U.S. Rep. Joe Neguse, a long-time Boulder County resident, also spoke during the vigil and promised the crowd that he will push for legislative change.
“I know the grief we are carrying here in Boulder is not ours alone, but it’s carried by a nation that has witnessed the horrific pain of gun violence, far too many times” Neguse told the crowd.
“What has pained me the most is that it doesn’t have to be this way,” he said. “We can change the laws, we can work to save lives to protect our communities and ensure that violent tragedies like our community has witnessed this week, never happened again.”
The night included numerous prayers led by local religious leaders, a poetry reading from Khadijah Queen, a creative writing professor at the University of Colorado Boulder, and a cello performance from Charles Lee, with the Boulder Philharmonic.
Tracy Smith, a member of the Islamic Center of Boulder, encouraged those in the crowd to check in on their muslim neighbors during this time.
“I have spoken to some who are afraid to leave the house, others who are changing the path of their daily walks,” Smith said. “Women fearful of wearing their hijab in public and men with beards who feel they will be targeted.”
“The suspect does not represent the Muslim community.
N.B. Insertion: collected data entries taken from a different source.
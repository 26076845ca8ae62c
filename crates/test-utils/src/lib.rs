pub mod builders;
pub mod fake_adapter;
pub mod fake_server;

use std::sync::Once;
use tracing_subscriber::{EnvFilter, fmt};

pub use builders::{ConfigFileBuilder, ParamsBuilder};
pub use fake_adapter::{FakeAdapter, FakeCall, Round};
pub use fake_server::FakeEngineServer;

static INIT: Once = Once::new();

/// Initialise tracing for tests.
///
/// - Uses `with_test_writer()`, so logs are captured per-test.
/// - The Rust test harness only prints captured output for **failing** tests
///   (unless you run with `-- --nocapture`).
///
/// Enable levels with e.g.:
/// `RUST_LOG=debug cargo test`
pub fn init_tracing() {
    INIT.call_once(|| {
        let filter =
            EnvFilter::try_from_default_env().unwrap_or_else(|_| EnvFilter::new("info"));

        fmt()
            .with_env_filter(filter)
            .with_test_writer()
            .with_target(true)
            .init();
    });
}

/// Run a future with a 5-second timeout.
pub async fn with_timeout<F, T>(f: F) -> T
where
    F: std::future::Future<Output = T>,
{
    tokio::time::timeout(std::time::Duration::from_secs(5), f)
        .await
        .expect("Test timed out after 5 seconds")
}
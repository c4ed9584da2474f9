//! Item metadata system

pub mod enchant;
pub mod metadata;

pub use enchant::{Enchantment, EnchantmentId};
pub use metadata::ItemMetadata;
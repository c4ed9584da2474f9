//! Itemlore - auxiliary item-stack metadata
//!
//! Display names, lore lines, and enchantments attached to an item stack,
//! independent of the item's base type. The stack's owning inventory holds
//! one [`ItemMetadata`] per item that carries non-default data.

pub mod data;
pub mod items;
pub mod save;

// Re-export commonly used types
pub use data::{default_enchantments, DataError, EnchantmentRegistry};
pub use items::{Enchantment, EnchantmentId, ItemMetadata};
pub use save::SaveError;
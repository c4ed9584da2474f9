//! Data loading and external game content
//!
//! Loads enchantment definitions from external RON files, allowing for
//! data-driven content and easy modding.

pub mod enchantments;

pub use enchantments::{default_enchantments, DataError, EnchantmentRegistry};
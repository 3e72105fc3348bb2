//! One discovered base as a DataFusion schema.

use std::any::Any;
use std::collections::BTreeMap;
use std::fmt;
use std::sync::Arc;

use async_trait::async_trait;
use datafusion::catalog::{SchemaProvider, TableProvider};
use datafusion::error::Result as DataFusionResult;
use log::warn;

use gridsql_client::RecordStore;
use gridsql_commons::{BaseId, BaseInfo, SqlName, TableSchema};

use crate::scan::PageCache;

use super::table::GridTable;

/// SchemaProvider over one base's fixed table set.
///
/// Built once from the base's schema discovery; the table set never changes
/// afterwards. Lookups use normalized table names.
pub struct BaseCatalog {
    base: BaseInfo,
    name: SqlName,
    tables: BTreeMap<String, Arc<GridTable>>,
}

impl BaseCatalog {
    pub(crate) fn build(
        base: BaseInfo,
        table_schemas: Vec<TableSchema>,
        store: Arc<dyn RecordStore>,
        cache: Arc<PageCache>,
    ) -> Self {
        let name = SqlName::normalize(&base.name);
        let mut tables: BTreeMap<String, Arc<GridTable>> = BTreeMap::new();
        for table_schema in &table_schemas {
            let table = Arc::new(GridTable::new(
                base.id.clone(),
                table_schema,
                store.clone(),
                cache.clone(),
            ));
            let key = table.name().as_str().to_string();
            if tables.contains_key(&key) {
                // Same invariant as columns: names are unique per scope.
                // Keep the first table; a silent shadow would be worse.
                warn!(
                    "base {}: table {:?} also normalizes to {:?}; keeping the first",
                    name, table_schema.name, key
                );
                continue;
            }
            tables.insert(key, table);
        }
        Self { base, name, tables }
    }

    /// Normalized base name, the engine-facing database name.
    pub fn name(&self) -> &SqlName {
        &self.name
    }

    pub fn base_id(&self) -> &BaseId {
        &self.base.id
    }

    /// Upstream display name, before normalization.
    pub fn display_name(&self) -> &str {
        &self.base.name
    }

    /// Concrete table lookup, for callers that need more than the
    /// `TableProvider` face.
    pub fn grid_table(&self, name: &str) -> Option<&Arc<GridTable>> {
        self.tables.get(name)
    }
}

impl fmt::Debug for BaseCatalog {
    fn fmt(&self, f: &mut fmt::Formatter<'_>) -> fmt::Result {
        f.debug_struct("BaseCatalog")
            .field("name", &self.name.as_str())
            .field("base_id", &self.base.id)
            .field("tables", &self.tables.len())
            .finish()
    }
}

#[async_trait]
impl SchemaProvider for BaseCatalog {
    fn as_any(&self) -> &dyn Any {
        self
    }

    fn table_names(&self) -> Vec<String> {
        self.tables.keys().cloned().collect()
    }

    async fn table(&self, name: &str) -> DataFusionResult<Option<Arc<dyn TableProvider>>> {
        Ok(self
            .tables
            .get(name)
            .map(|table| table.clone() as Arc<dyn TableProvider>))
    }

    fn table_exist(&self, name: &str) -> bool {
        self.tables.contains_key(name)
    }
}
He does not represent Islam, he just happens to have a Muslim name,” she added.
Earlier in the day, the suspect arrested for the mass shooting, 21-year-old Ahmad Al Aliwi Alissa, had his first hearing in court. He is being charged with 10 counts of first-degree murder and one count of attempted murder in the first decree.
Boulder District Attorney Michael Dougherty told Judge Thomas Mulvahill that prosecutors are likely to seek additional charges “in the next couple weeks,” following the results of law enforcement’s investigation of the shooting.